◆ Work to complete: Tally how many lines in this material contain the word "impl", and reply only with the count.

◆ Material for the task:
────────────────
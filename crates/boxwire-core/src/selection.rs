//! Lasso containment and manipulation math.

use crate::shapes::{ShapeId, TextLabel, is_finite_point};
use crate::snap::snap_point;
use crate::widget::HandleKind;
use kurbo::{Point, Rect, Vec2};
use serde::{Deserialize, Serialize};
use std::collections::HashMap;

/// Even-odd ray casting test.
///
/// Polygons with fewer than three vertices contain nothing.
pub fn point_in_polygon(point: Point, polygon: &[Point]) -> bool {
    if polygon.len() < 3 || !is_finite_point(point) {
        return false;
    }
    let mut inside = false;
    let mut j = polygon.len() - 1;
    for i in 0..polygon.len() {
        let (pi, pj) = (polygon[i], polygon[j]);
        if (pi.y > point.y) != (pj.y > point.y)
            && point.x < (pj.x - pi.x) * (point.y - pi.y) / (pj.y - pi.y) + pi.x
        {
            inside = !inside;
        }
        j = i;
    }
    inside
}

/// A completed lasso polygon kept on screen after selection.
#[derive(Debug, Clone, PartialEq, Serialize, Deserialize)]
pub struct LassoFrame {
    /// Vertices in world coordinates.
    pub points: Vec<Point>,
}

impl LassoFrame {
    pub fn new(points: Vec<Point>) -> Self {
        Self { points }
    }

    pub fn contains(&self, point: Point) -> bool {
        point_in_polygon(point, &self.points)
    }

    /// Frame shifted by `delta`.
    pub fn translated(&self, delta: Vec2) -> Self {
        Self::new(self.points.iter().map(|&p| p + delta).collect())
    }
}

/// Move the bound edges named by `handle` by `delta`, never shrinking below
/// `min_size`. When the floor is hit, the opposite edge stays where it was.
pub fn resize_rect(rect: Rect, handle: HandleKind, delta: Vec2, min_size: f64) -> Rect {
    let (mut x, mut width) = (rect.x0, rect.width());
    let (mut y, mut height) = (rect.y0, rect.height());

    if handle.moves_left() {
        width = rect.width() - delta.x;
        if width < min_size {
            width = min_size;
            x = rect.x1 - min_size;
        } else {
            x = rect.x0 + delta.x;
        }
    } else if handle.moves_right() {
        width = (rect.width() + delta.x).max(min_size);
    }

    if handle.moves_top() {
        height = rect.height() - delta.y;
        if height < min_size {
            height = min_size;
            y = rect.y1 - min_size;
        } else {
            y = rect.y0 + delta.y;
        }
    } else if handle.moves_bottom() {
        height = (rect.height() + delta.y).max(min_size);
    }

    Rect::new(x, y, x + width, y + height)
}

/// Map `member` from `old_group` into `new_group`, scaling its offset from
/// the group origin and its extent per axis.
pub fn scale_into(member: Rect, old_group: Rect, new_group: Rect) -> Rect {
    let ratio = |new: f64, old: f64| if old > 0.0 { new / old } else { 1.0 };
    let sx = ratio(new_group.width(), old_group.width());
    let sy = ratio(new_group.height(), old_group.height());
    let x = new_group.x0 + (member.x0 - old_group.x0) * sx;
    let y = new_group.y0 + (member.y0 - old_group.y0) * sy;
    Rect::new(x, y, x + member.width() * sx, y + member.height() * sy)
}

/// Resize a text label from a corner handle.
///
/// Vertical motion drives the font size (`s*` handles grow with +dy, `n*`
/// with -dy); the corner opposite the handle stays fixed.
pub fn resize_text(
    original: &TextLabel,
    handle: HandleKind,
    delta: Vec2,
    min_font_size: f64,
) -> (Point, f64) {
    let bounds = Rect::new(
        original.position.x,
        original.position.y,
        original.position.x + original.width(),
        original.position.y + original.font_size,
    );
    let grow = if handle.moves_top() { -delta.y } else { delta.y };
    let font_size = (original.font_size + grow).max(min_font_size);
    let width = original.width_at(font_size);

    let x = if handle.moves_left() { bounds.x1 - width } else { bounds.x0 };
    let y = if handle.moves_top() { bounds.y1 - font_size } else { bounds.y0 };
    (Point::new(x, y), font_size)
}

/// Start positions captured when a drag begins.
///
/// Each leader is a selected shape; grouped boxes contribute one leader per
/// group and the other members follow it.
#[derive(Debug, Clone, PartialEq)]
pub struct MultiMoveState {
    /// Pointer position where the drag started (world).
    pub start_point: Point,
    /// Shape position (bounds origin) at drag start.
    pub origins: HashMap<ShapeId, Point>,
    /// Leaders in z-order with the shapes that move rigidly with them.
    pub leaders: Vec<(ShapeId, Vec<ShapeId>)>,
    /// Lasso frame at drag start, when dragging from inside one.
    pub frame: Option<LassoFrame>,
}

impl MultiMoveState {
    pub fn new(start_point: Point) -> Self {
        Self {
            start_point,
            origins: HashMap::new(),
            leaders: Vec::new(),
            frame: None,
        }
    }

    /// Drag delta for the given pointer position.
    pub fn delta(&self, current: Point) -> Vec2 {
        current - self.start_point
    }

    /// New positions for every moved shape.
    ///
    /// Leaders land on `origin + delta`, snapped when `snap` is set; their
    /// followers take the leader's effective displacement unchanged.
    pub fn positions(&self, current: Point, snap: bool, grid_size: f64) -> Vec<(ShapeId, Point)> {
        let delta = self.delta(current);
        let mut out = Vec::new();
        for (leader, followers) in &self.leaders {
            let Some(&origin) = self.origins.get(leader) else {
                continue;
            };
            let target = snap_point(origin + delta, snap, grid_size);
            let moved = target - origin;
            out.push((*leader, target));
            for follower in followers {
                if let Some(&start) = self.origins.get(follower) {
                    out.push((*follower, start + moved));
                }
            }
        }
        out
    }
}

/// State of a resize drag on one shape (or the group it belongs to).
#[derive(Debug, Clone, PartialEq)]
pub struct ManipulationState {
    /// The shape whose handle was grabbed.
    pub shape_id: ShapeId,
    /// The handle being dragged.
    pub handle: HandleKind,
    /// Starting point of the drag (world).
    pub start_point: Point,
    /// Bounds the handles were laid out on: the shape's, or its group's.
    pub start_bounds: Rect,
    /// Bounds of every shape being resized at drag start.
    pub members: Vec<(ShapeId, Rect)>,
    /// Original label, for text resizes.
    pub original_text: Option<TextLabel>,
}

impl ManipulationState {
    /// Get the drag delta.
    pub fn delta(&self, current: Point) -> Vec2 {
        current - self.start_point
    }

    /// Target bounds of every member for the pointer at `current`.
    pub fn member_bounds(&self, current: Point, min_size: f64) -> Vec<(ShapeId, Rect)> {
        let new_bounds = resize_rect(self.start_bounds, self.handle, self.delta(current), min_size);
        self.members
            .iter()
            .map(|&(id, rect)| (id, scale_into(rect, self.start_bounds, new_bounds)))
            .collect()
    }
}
────────────────
◆ Answer to this problem: 3